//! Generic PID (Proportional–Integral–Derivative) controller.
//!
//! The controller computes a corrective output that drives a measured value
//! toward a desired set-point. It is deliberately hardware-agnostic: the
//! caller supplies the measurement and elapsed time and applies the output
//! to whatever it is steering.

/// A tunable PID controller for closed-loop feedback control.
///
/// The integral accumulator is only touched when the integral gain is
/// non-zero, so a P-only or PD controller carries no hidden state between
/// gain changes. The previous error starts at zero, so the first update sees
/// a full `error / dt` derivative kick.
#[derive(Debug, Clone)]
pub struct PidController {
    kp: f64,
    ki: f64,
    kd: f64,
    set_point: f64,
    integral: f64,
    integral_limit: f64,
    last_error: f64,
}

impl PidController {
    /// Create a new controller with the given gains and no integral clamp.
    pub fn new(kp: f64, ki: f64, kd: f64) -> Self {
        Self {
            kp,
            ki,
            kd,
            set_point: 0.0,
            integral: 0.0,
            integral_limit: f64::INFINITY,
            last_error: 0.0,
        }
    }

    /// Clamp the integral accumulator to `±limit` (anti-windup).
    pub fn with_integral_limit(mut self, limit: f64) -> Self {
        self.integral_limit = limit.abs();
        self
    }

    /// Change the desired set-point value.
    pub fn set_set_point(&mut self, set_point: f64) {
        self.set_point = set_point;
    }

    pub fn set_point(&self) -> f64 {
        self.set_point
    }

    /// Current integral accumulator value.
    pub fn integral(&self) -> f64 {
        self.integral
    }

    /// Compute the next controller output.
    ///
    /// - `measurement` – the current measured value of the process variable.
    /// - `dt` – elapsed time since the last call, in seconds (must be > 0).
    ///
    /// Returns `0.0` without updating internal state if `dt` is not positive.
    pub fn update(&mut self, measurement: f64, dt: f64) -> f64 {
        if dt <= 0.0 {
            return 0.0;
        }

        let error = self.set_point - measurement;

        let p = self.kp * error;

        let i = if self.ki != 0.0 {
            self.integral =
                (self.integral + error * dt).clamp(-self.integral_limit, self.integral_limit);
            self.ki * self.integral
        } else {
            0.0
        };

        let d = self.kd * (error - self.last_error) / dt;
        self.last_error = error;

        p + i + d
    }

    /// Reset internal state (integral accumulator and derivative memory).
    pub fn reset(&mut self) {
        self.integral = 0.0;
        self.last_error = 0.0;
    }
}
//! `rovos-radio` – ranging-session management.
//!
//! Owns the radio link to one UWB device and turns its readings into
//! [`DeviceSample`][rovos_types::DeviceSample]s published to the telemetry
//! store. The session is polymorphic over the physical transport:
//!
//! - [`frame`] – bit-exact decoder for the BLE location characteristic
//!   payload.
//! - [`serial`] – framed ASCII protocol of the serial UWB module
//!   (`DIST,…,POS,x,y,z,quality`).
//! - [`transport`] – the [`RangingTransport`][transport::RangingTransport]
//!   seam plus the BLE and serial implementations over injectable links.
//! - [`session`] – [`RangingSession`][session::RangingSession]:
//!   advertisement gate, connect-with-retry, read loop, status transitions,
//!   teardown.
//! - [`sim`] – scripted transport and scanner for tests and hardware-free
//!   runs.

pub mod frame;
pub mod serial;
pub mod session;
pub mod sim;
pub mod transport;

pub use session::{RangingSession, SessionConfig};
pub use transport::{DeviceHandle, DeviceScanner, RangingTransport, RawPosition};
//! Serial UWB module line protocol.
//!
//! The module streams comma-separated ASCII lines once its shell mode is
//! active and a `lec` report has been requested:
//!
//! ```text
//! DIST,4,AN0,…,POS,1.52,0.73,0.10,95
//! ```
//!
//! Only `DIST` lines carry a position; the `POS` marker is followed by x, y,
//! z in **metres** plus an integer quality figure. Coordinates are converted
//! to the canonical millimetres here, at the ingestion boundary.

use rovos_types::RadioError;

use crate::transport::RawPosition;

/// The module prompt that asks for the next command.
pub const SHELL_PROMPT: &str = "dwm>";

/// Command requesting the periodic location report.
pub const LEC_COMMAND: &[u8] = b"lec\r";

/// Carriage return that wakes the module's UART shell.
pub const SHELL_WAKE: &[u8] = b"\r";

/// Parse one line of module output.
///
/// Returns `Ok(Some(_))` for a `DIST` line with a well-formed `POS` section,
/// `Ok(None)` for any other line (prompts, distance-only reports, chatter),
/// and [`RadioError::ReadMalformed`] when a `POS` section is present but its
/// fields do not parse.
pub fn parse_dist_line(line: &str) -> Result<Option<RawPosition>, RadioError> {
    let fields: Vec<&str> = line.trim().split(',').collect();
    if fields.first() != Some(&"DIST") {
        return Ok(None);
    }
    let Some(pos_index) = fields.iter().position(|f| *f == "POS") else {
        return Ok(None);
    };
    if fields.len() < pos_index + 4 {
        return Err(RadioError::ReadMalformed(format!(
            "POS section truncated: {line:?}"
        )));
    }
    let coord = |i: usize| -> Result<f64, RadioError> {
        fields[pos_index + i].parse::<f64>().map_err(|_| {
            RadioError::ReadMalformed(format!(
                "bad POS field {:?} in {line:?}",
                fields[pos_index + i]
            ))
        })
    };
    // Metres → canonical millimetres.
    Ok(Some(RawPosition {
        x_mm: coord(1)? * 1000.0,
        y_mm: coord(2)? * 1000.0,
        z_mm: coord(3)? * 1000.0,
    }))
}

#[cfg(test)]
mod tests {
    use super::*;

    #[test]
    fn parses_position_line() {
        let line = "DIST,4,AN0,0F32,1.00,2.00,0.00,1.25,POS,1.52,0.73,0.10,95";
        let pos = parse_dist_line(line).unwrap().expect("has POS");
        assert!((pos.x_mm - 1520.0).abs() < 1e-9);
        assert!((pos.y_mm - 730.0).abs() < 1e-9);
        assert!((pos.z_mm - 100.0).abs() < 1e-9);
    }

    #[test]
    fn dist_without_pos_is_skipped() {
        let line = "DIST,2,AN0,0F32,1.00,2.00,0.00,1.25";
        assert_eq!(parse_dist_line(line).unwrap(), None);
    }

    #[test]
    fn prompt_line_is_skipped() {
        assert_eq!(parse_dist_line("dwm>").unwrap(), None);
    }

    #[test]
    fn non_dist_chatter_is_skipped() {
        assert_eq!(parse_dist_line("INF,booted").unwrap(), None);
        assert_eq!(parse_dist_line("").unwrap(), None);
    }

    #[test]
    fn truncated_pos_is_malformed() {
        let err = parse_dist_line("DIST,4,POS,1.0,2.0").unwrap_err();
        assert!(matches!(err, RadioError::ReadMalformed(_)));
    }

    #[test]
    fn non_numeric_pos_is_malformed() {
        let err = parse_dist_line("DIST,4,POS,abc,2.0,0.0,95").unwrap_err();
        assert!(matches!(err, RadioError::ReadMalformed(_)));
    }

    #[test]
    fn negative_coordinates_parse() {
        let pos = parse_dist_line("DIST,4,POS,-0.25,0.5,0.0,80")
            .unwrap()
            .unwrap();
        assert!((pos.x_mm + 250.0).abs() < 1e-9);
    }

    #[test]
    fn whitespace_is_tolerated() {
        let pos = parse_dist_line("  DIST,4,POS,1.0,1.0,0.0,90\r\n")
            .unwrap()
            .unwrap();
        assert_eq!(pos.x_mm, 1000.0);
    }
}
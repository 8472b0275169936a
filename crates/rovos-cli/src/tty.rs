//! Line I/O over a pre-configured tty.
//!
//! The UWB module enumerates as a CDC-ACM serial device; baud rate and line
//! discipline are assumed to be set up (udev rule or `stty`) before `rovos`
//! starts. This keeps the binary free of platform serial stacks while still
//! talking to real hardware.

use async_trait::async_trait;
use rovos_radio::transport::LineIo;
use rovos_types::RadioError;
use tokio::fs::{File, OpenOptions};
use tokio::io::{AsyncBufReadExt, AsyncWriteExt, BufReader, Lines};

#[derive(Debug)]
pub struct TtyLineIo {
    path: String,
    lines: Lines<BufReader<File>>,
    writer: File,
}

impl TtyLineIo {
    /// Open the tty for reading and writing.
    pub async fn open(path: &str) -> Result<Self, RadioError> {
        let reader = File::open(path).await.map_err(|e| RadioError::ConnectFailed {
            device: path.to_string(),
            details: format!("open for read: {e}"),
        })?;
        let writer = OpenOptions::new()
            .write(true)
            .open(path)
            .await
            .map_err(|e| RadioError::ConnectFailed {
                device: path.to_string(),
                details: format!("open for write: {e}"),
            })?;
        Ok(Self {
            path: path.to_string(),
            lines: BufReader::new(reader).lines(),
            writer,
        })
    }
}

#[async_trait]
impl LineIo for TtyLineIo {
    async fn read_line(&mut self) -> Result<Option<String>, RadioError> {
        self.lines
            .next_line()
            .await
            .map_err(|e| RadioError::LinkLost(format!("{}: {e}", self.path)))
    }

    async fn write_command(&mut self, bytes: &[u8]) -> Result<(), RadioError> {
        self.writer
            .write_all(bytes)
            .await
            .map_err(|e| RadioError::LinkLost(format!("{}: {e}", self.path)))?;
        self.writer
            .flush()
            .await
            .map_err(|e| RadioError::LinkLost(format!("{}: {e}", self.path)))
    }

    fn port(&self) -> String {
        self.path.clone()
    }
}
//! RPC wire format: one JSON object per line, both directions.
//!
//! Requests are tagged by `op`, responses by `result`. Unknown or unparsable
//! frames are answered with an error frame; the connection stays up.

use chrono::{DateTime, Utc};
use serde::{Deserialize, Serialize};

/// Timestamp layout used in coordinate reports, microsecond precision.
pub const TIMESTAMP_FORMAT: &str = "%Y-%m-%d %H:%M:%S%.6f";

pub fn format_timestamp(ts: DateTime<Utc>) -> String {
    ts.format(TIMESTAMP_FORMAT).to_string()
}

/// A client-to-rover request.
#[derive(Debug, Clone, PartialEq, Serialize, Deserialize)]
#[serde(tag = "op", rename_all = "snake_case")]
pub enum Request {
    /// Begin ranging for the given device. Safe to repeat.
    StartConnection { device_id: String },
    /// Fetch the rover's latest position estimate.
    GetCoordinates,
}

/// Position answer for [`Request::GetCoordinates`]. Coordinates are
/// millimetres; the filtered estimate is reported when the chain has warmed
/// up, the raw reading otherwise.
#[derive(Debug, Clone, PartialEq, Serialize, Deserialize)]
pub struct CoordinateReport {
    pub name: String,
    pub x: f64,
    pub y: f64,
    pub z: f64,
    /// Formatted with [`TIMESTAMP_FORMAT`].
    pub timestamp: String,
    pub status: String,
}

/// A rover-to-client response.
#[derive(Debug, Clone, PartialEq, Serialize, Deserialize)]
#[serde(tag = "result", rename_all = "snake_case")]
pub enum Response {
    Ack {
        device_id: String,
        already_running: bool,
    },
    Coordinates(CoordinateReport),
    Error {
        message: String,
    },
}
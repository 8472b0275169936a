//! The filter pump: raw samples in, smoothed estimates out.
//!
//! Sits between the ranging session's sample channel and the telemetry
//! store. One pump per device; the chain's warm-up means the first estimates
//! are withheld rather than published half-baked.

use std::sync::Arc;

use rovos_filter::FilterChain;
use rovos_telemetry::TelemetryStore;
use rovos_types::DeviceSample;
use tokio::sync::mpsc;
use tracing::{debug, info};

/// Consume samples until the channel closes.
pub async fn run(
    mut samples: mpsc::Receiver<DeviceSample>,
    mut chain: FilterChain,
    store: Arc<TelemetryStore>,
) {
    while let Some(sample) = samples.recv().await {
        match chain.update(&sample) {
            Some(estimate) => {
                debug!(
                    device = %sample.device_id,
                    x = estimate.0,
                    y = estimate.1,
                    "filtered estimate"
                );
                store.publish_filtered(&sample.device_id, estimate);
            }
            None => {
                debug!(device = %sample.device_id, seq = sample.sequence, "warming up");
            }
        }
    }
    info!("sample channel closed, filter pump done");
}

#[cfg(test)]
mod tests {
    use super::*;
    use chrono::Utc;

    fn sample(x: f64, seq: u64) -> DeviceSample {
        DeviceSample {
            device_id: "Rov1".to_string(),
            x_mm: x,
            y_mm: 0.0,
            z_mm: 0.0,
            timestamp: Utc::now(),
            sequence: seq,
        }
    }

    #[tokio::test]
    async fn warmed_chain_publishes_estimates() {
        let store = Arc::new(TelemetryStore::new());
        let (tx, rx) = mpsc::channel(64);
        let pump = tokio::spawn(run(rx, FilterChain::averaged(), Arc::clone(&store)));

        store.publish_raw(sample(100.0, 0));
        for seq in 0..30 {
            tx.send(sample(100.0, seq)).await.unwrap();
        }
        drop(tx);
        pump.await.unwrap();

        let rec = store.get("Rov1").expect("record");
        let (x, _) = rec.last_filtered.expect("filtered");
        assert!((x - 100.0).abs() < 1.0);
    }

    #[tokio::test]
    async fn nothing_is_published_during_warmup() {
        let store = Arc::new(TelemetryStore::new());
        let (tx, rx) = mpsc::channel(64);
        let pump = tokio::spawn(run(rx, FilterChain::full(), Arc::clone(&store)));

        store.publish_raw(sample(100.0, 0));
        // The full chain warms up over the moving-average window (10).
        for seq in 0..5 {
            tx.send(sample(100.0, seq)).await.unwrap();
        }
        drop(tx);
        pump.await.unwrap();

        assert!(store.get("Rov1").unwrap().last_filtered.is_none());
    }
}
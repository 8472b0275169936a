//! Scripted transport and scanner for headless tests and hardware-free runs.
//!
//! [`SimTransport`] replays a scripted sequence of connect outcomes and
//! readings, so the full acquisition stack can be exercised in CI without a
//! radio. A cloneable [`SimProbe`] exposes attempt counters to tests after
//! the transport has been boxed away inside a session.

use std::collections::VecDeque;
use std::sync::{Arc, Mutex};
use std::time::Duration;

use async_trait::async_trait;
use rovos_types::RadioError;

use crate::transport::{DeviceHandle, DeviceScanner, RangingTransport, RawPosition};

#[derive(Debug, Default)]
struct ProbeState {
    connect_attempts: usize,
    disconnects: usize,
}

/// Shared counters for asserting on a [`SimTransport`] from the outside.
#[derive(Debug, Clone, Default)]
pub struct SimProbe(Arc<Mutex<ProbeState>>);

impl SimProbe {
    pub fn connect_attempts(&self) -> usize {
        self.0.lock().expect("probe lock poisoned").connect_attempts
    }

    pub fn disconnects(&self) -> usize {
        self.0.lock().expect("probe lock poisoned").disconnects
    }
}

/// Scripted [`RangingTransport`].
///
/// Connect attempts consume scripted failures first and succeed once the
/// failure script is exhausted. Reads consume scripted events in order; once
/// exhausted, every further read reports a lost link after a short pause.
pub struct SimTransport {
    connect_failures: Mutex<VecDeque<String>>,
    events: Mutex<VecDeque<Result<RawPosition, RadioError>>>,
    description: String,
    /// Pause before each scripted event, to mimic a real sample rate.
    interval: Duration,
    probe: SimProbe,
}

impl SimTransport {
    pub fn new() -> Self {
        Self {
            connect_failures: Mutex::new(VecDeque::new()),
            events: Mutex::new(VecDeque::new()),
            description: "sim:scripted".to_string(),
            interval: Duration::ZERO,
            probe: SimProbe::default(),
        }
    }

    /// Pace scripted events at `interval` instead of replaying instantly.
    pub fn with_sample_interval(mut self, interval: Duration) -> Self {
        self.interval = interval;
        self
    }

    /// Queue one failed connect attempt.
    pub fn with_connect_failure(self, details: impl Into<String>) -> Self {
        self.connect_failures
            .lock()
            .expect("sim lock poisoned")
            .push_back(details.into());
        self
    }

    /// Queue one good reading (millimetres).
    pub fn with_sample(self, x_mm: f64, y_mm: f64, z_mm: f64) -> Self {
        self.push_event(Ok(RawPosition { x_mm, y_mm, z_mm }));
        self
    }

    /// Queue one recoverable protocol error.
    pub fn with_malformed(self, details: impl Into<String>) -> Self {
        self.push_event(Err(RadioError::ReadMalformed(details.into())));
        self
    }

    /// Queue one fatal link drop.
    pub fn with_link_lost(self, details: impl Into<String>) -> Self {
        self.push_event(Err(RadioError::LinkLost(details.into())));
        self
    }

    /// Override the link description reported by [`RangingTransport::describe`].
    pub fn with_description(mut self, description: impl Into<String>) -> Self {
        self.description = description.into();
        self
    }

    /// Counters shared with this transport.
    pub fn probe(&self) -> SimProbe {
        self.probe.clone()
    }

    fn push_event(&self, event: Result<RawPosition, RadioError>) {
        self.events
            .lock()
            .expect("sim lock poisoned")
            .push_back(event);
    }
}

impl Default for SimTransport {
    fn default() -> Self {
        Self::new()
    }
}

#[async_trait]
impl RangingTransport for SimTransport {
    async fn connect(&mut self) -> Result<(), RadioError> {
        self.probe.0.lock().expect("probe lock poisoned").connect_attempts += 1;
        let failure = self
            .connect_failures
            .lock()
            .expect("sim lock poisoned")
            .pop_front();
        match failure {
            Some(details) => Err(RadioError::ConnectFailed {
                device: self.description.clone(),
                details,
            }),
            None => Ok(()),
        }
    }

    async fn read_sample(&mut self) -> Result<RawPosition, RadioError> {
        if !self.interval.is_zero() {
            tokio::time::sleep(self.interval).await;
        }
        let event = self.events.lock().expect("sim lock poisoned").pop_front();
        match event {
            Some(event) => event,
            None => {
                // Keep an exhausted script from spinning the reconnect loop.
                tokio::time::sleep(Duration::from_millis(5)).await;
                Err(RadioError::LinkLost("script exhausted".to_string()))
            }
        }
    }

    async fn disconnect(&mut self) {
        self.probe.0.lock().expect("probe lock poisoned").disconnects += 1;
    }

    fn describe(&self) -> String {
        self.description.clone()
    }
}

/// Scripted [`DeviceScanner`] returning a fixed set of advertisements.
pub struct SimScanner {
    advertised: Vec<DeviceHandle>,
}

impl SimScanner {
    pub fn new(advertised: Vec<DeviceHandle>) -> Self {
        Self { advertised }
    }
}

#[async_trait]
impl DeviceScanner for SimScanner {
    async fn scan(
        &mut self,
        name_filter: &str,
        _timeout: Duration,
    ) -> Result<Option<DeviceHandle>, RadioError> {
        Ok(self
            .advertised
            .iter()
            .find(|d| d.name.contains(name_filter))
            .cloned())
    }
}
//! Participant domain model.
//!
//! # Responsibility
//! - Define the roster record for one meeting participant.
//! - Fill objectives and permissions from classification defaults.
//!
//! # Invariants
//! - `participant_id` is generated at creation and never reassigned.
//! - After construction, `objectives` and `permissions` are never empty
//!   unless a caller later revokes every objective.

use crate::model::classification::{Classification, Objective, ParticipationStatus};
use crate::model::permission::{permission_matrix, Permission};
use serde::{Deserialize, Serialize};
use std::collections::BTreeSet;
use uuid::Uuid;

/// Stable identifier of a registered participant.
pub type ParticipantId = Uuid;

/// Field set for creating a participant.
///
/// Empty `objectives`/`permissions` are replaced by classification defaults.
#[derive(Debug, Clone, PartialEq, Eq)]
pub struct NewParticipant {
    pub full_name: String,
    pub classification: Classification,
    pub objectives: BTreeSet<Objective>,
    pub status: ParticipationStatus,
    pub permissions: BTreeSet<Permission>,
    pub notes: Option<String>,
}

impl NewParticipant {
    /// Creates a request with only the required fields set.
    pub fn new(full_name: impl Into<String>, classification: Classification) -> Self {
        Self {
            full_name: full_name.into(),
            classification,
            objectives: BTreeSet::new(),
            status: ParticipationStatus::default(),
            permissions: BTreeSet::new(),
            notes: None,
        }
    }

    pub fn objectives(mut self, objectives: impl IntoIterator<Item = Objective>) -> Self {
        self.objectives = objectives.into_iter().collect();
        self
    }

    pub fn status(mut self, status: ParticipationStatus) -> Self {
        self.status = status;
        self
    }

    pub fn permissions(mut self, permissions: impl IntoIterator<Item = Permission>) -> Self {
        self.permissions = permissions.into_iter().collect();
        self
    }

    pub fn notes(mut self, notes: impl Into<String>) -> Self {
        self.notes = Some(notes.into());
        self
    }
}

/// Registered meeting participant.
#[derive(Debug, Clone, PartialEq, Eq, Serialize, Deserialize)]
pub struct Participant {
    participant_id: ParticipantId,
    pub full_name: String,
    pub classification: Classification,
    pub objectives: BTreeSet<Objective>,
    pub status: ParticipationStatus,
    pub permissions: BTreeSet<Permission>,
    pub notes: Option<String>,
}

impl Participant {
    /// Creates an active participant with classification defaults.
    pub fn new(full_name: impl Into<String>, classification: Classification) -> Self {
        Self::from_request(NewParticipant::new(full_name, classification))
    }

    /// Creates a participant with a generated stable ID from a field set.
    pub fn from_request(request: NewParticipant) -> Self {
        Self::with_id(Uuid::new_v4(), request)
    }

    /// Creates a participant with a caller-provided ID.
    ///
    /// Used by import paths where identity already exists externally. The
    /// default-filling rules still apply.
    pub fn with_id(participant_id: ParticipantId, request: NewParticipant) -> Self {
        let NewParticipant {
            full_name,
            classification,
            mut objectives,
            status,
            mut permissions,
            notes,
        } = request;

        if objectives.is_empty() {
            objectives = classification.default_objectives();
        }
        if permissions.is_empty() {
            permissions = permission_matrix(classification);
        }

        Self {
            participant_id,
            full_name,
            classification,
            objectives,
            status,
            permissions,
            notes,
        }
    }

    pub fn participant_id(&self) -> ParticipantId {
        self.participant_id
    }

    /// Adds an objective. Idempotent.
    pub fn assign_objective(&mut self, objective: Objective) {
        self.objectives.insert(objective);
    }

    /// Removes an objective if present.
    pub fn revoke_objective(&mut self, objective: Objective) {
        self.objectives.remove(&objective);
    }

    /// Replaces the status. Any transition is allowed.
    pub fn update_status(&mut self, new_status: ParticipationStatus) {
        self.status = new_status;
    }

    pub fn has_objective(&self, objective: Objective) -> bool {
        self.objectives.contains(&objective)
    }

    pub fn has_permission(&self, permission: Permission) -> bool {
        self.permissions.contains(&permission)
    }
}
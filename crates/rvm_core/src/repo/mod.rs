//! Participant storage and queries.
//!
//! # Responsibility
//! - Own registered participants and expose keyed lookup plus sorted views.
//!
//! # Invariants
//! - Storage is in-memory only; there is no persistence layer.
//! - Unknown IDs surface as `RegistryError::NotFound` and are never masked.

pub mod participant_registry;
══════
Problem to work on: Quote exactly the first line of the entries and every line after it, stopping with the line that contains "no integral clamp.".

Your response:
//! Generic PID (Proportional–Integral–Derivative) controller.
//!
//! The controller computes a corrective output that drives a measured value
//! toward a desired set-point. It is deliberately hardware-agnostic: the
//! caller supplies the measurement and elapsed time and applies the output
//! to whatever it is steering.

/// A tunable PID controller for closed-loop feedback control.
///
/// The integral accumulator is only touched when the integral gain is
/// non-zero, so a P-only or PD controller carries no hidden state between
/// gain changes. The previous error starts at zero, so the first update sees
/// a full `error / dt` derivative kick.
#[derive(Debug, Clone)]
pub struct PidController {
    kp: f64,
    ki: f64,
    kd: f64,
    set_point: f64,
    integral: f64,
    integral_limit: f64,
    last_error: f64,
}

impl PidController {
    /// Create a new controller with the given gains and no integral clamp.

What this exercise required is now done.